It’s Adar! The month of Purim brings with it silly hat days, costume preparations and plenty of organizations trying to sell you mishloach manot packages. But the most reliable harbinger of the season will surely soon appear in these pages: articles by rabbis and others explaining the true meaning of Purim.
Let’s review the basics. Surely it can’t be a mitzvah to get drunk on Purim. Of course, there is a mitzvah of simcha on Purim. But, as we all have learned, real simcha cannot be achieved through eating and drinking to excess. Real simcha is learning Torah and taking care of the poor. So, this Purim, let’s put the bottle aside, take out a Gemara, give a little tzedaka and experience true simcha.
Now, don’t get me wrong. Learning Torah is an important part of Purim. That is why we read the megilla twice and are instructed to pay close attention and hear every word. Taking care of the needy amongst us is also a critical part of the holiday. Every person is obligated to give money to at least two poor people to liven up their holiday. These two mitzvot, kriyat hamegilla and matanot la’evyonim, are what keep us grounded, and are also likely the first two mitzvot you do on Purim.
However, there are two other miztvot. Mishloach manot instructs us to give two portions of food to someone else. Not necessarily a poor person; that was taken care of with matanot la’evyonim. Mishloach manot encourages general camaraderie between friends. And the final mitzvah is the Purim seuda, which includes the obligation to be joyful, to eat, drink and be merry.
But surely true simcha means Torah and mitzvot, not engaging in base and hedonistic pleasures? The Gemara (Pesahim 109a) asks how the mitzvah of “vesamachta bechagecha” (rejoice on your holidays) can be fulfilled. What is the answer? Through wine! In fact, the Gemara says, “ein simcha ela b’yayin,” there can be no joy without wine, and it cites Tehillim (104:15) which states, “yayin yisamach levav enosh,” wine brings joy to the people’s hearts.
We are commanded to drink wine many times, but there is always a shiur, or prescribed size. On Shabbat and Yom Tov we drink one cup, and at the Seder we drink four. But on Purim, we drink until we cannot distinguish good from bad, however much wine that may require. We break free of structured and often laminated measurements and guidelines, and are free to really just enjoy the day.
This leads to the second common objection. Surely it can’t be a mitzvah to get drunk! It’s dangerous! It’s irresponsible! Really? Mitzvot are never dangerous or irresponsible? How about a mitzvah not to eat or drink for 25 hours? People end up fainting or in the hospital every Yom Kippur, but no one seems to question how fasting can really be a mitzvah.
I fasted my first Yom Kippur at thirteen years and two weeks old. After the fast, I vomited. I’ve heard this isn’t so uncommon, especially for younger fasters. But I never read any articles decrying the practice of having teenagers fast. That’s how it is. Better luck next year. Shver tzu zein a yid. But God forbid, you see someone vomiting after Purim? It’s the 1920s and prohibition over again. Shuls will go dry. Kiddush clubs will be banned. Women will be storming the doghouse with hatchets.

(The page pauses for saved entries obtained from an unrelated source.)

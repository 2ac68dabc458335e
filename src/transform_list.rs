//! Ordered composition of row transforms.

use std::borrow::Cow;
use std::io::{Read, Write};

use crate::applier::{RowApplier, Transform};
use crate::error::PipelineError;
use crate::flow::apply_batch;
use crate::pipeline::Pipeline;
use crate::stage::Stage;

/// An ordered list of transforms applied one after another.
///
/// Insertion order is application order. The first transform that drops a
/// row ends processing for that row; later transforms never see it. An
/// empty list is the identity.
#[derive(Debug, Clone, Default)]
pub struct TransformList {
    transforms: Vec<Transform>,
}

/// Compose transforms into a [`TransformList`].
pub fn compose_transforms<I>(transforms: I) -> TransformList
where
    I: IntoIterator<Item = Transform>,
{
    transforms.into_iter().collect()
}

impl TransformList {
    pub fn new(transforms: Vec<Transform>) -> Self {
        Self { transforms }
    }

    pub fn push(&mut self, transform: Transform) {
        self.transforms.push(transform);
    }

    pub fn len(&self) -> usize {
        self.transforms.len()
    }

    pub fn is_empty(&self) -> bool {
        self.transforms.is_empty()
    }

    pub fn iter(&self) -> impl Iterator<Item = &Transform> {
        self.transforms.iter()
    }

    /// Apply the list to a buffer of zero or more `\n`-separated rows.
    ///
    /// See [`apply_batch`] for the terminator rules.
    pub fn apply(&self, buf: &[u8]) -> Vec<u8> {
        apply_batch(self, buf)
    }

    /// Bind the whole list to one running stage.
    pub fn into_stage<W, R>(self, output: W, input: R) -> Stage
    where
        W: Write + Send + 'static,
        R: Read + Send + 'static,
    {
        Stage::spawn(output, input, self)
    }

    /// Run each transform as its own concurrent stage, wired through pipes.
    pub fn into_pipeline<W, R>(self, output: W, input: R) -> Result<Pipeline, PipelineError>
    where
        W: Write + Send + 'static,
        R: Read + Send + 'static,
    {
        self.transforms
            .into_iter()
            .fold(Pipeline::builder(), |builder, t| builder.stage(t))
            .build(output, input)
    }
}

impl RowApplier for TransformList {
    fn apply_row(&self, row: &[u8]) -> Option<Vec<u8>> {
        let mut current = Cow::Borrowed(row);
        for t in &self.transforms {
            current = Cow::Owned(t.apply_row(&current)?);
        }
        Some(current.into_owned())
    }
}

impl FromIterator<Transform> for TransformList {
    fn from_iter<I: IntoIterator<Item = Transform>>(iter: I) -> Self {
        Self::new(iter.into_iter().collect())
    }
}

impl From<Vec<Transform>> for TransformList {
    fn from(transforms: Vec<Transform>) -> Self {
        Self::new(transforms)
    }
}

impl IntoIterator for TransformList {
    type Item = Transform;
    type IntoIter = std::vec::IntoIter<Transform>;

    fn into_iter(self) -> Self::IntoIter {
        self.transforms.into_iter()
    }
}
//! # Request Correlator
//!
//! Pairs each request with the next response frame. The master answers
//! strictly in order and the gateway only ever has one request in flight,
//! so correlation is positional: send, then wait for the next text frame.
//!
//! ## Call Outcome Table
//! ```text
//! ┌─────────────────────────────────────────────────────────────────────────┐
//! │  Outcome                          │  call() returns                     │
//! │  ─────────────────────────────────┼──────────────────────────────────── │
//! │  Response frame within timeout    │  Some(Response)                     │
//! │  Timeout expired                  │  None (timeout counter bumped)      │
//! │  Frame is not valid JSON          │  None                               │
//! │  Connection closed / transport    │  None (link dropped)                │
//! └─────────────────────────────────────────────────────────────────────────┘
//! ```
//!
//! A `None` never aborts the cycle on its own; each caller decides whether
//! the missing response is fatal for its step. The single-outstanding-call
//! rule is enforced by the borrow checker: `call` takes `&mut self` and the
//! client holds `&mut` over the link, so a second concurrent call does not
//! compile.

use std::time::Duration;
use tracing::{debug, warn};

use crate::error::SyncError;
use crate::metrics::SyncMetrics;
use crate::protocol::{Request, Response};
use crate::transport::MasterLink;

/// The calling side of the master protocol for one sync cycle.
pub struct MasterClient<'a> {
    link: &'a mut MasterLink,
    metrics: &'a mut SyncMetrics,
    timeout: Duration,
}

impl<'a> MasterClient<'a> {
    pub fn new(link: &'a mut MasterLink, metrics: &'a mut SyncMetrics, timeout: Duration) -> Self {
        MasterClient {
            link,
            metrics,
            timeout,
        }
    }

    /// Sends one request and waits for its response.
    pub async fn call(&mut self, request: &Request) -> Option<Response> {
        let service = request.service();

        let payload = match serde_json::to_string(request) {
            Ok(payload) => payload,
            Err(e) => {
                // A request that cannot serialize is a programming error;
                // surface it loudly but keep the cycle alive.
                warn!(service, error = %e, "Failed to encode request");
                return None;
            }
        };

        if let Err(e) = self.link.send_text(payload).await {
            warn!(service, error = %e, "Failed to send request");
            return None;
        }
        self.metrics.requests_sent += 1;
        debug!(service, "Request sent");

        match tokio::time::timeout(self.timeout, self.link.recv_text()).await {
            Ok(Ok(Some(frame))) => {
                self.metrics.responses_received += 1;
                match serde_json::from_str::<Response>(&frame) {
                    Ok(response) => {
                        debug!(service, result_code = response.result_code, "Response received");
                        Some(response)
                    }
                    Err(e) => {
                        warn!(service, error = %e, "Response frame is not a valid envelope");
                        None
                    }
                }
            }
            Ok(Ok(None)) => {
                warn!(service, "Connection closed while waiting for response");
                None
            }
            Ok(Err(SyncError::Transport(e))) => {
                warn!(service, error = %e, "Transport error while waiting for response");
                None
            }
            Ok(Err(e)) => {
                warn!(service, error = %e, "Error while waiting for response");
                None
            }
            Err(_) => {
                self.metrics.call_timeouts += 1;
                warn!(service, timeout_ms = self.timeout.as_millis() as u64, "Call timed out");
                // The link stays up so the handshake retry loop can reuse
                // it. A response arriving after the deadline is consumed as
                // the answer to the NEXT call; the protocol has no request
                // ids, so a master that answers late rather than never will
                // desynchronize until the connection is recycled.
                None
            }
        }
    }

    /// Whether the underlying link is still up.
    pub fn is_connected(&self) -> bool {
        self.link.is_connected()
    }
}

Now, I’m certainly not advocating drinking to excess. Everyone needs to know their limits, and parents need to be especially vigilant about keeping their kids safe. In addition, just like with fasting, someone who has a medical need to refrain from any mitzvah should certainly do so.
But aside from the specific issues with alcohol, I believe there is a larger issue at play when everyone rushes to minimize the Purim celebration. There is a long tradition, mostly of Ashkenazic origin, and particularly in Lithuanian circles, of embracing a form of Judaism that glorifies suffering and believes that the more you limit yourself, the better you are serving God. Getting sick from drinking seems downright immoral, but getting sick from not drinking is a kapara (an atonement for sin). An excess of enjoyment is sinful, but an excess of suffering is piety.
The reason this is more prevalent in Ashkenazi communities is because the idea of glorifying suffering comes from Christianity. But we’re not Christians; our religion isn’t based on suffering and has no problem with enjoying the world that God gave us.
We should not have a problem fully embracing the real true meaning of our holidays. Sure, let’s cry with all our hearts and souls on Tisha B’Av. Let’s approach the Yamim Noraim with seriousness of purpose. But let’s also enjoy the Shalosh Regalim the way they were meant to, by eating and drinking and being satisfied.
And now, we find ourselves in the only month about which the Shulchan Aruch states that the joy of the holiday is so great that we start experiencing it two weeks early: “Mishenichnas Adar Marbim b’Simcha,” when the month of Adar begins, our joy increases. This year, let’s really mean it, and fully experience Simchat Purim the way it was meant to be enjoyed, without guilt or regret. This year, let’s be machmir on simchat Purim!